Information given section start

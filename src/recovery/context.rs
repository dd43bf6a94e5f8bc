//! Per-run recovery state and per-error context.

use std::collections::{BTreeSet, HashMap};
use std::path::{Path, PathBuf};

use serde::Serialize;
use serde_json::{Map, Value};

use crate::error::ErrorKind;

/// Key used when the error context names no project.
pub const DEFAULT_CONTEXT_KEY: &str = "default";

/// Free-form information about where an error happened.
#[derive(Debug, Clone, Default, PartialEq, Eq, Serialize)]
pub struct ErrorContext {
    #[serde(skip_serializing_if = "Option::is_none")]
    pub project_name: Option<String>,
    #[serde(skip_serializing_if = "Option::is_none")]
    pub path: Option<PathBuf>,
    /// Workflow stage, e.g. `preflight` or `generate`.
    #[serde(skip_serializing_if = "Option::is_none")]
    pub stage: Option<String>,
    /// Port involved, for port conflicts.
    #[serde(skip_serializing_if = "Option::is_none")]
    pub port: Option<u16>,
}

impl ErrorContext {
    pub fn new() -> Self {
        Self::default()
    }

    /// Sets the project name, which also keys the retry counter.
    pub fn with_project(mut self, name: impl Into<String>) -> Self {
        self.project_name = Some(name.into());
        self
    }

    /// Sets the directory being generated or cleaned.
    pub fn with_path(mut self, path: impl Into<PathBuf>) -> Self {
        self.path = Some(path.into());
        self
    }

    /// Sets the workflow stage.
    pub fn with_stage(mut self, stage: impl Into<String>) -> Self {
        self.stage = Some(stage.into());
        self
    }

    /// Sets the port, used to suggest a free alternative.
    pub fn with_port(mut self, port: u16) -> Self {
        self.port = Some(port);
        self
    }

    /// The retry-counter key component: the project name or `"default"`.
    pub fn attempt_key(&self) -> &str {
        self.project_name
            .as_deref()
            .filter(|name| !name.is_empty())
            .unwrap_or(DEFAULT_CONTEXT_KEY)
    }

    /// The context as a JSON object for logs and panels.
    pub fn to_details(&self) -> Map<String, Value> {
        match serde_json::to_value(self) {
            Ok(Value::Object(map)) => map,
            _ => Map::new(),
        }
    }
}

/// State shared by every recovery decision within one invocation.
///
/// Created once per run and passed explicitly to the coordinator.
#[derive(Debug, Default)]
pub struct RecoveryContext {
    attempts: HashMap<(ErrorKind, String), u32>,
    error_count: u32,
    skipped_features: BTreeSet<String>,
}

impl RecoveryContext {
    pub fn new() -> Self {
        Self::default()
    }

    /// Increments and returns the attempt count for `(kind, key)`.
    pub fn record_attempt(&mut self, kind: ErrorKind, key: &str) -> u32 {
        let count = self.attempts.entry((kind, key.to_string())).or_insert(0);
        *count += 1;
        *count
    }

    /// Attempts recorded so far for `(kind, key)`.
    pub fn attempts(&self, kind: ErrorKind, key: &str) -> u32 {
        self.attempts
            .get(&(kind, key.to_string()))
            .copied()
            .unwrap_or(0)
    }

    pub(crate) fn record_error(&mut self) {
        self.error_count += 1;
    }

    /// Number of errors reported this run.
    pub fn error_count(&self) -> u32 {
        self.error_count
    }

    pub fn skip_feature(&mut self, feature: &str) {
        self.skipped_features.insert(feature.to_string());
    }

    pub fn is_skipped(&self, feature: &str) -> bool {
        self.skipped_features.contains(feature)
    }

    /// Features disabled this run, sorted.
    pub fn skipped_features(&self) -> impl Iterator<Item = &str> {
        self.skipped_features.iter().map(String::as_str)
    }
}

#[cfg(test)]
mod tests {
    use super::*;

    #[test]
    fn test_attempt_key_defaults() {
        assert_eq!(ErrorContext::new().attempt_key(), "default");
        assert_eq!(ErrorContext::new().with_project("").attempt_key(), "default");
        assert_eq!(ErrorContext::new().with_project("my-app").attempt_key(), "my-app");
    }

    #[test]
    fn test_attempts_are_per_kind_and_key() {
        let mut ctx = RecoveryContext::new();
        assert_eq!(ctx.record_attempt(ErrorKind::PortInUse, "a"), 1);
        assert_eq!(ctx.record_attempt(ErrorKind::PortInUse, "a"), 2);
        assert_eq!(ctx.record_attempt(ErrorKind::PortInUse, "b"), 1);
        assert_eq!(ctx.record_attempt(ErrorKind::NetworkTimeout, "a"), 1);
        assert_eq!(ctx.attempts(ErrorKind::PortInUse, "a"), 2);
        assert_eq!(ctx.attempts(ErrorKind::DiskFull, "a"), 0);
    }

    #[test]
    fn test_skipped_features_sorted() {
        let mut ctx = RecoveryContext::new();
        ctx.skip_feature("git");
        ctx.skip_feature("docker");
        ctx.skip_feature("git");
        assert!(ctx.is_skipped("docker"));
        assert_eq!(ctx.skipped_features().collect::<Vec<_>>(), ["docker", "git"]);
    }

    #[test]
    fn test_context_details() {
        let details = ErrorContext::new()
            .with_project("my-app")
            .with_path(Path::new("/tmp/my-app"))
            .with_stage("generate")
            .to_details();
        assert_eq!(details["project_name"], "my-app");
        assert_eq!(details["stage"], "generate");
        assert!(!details.contains_key("port"));
    }
}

Information given section end

Task instructions: Every line in the data above that includes the word "Debug" should be copied.

Your solution:
#[derive(Debug, Clone, Default, PartialEq, Eq, Serialize)]
#[derive(Debug, Default)]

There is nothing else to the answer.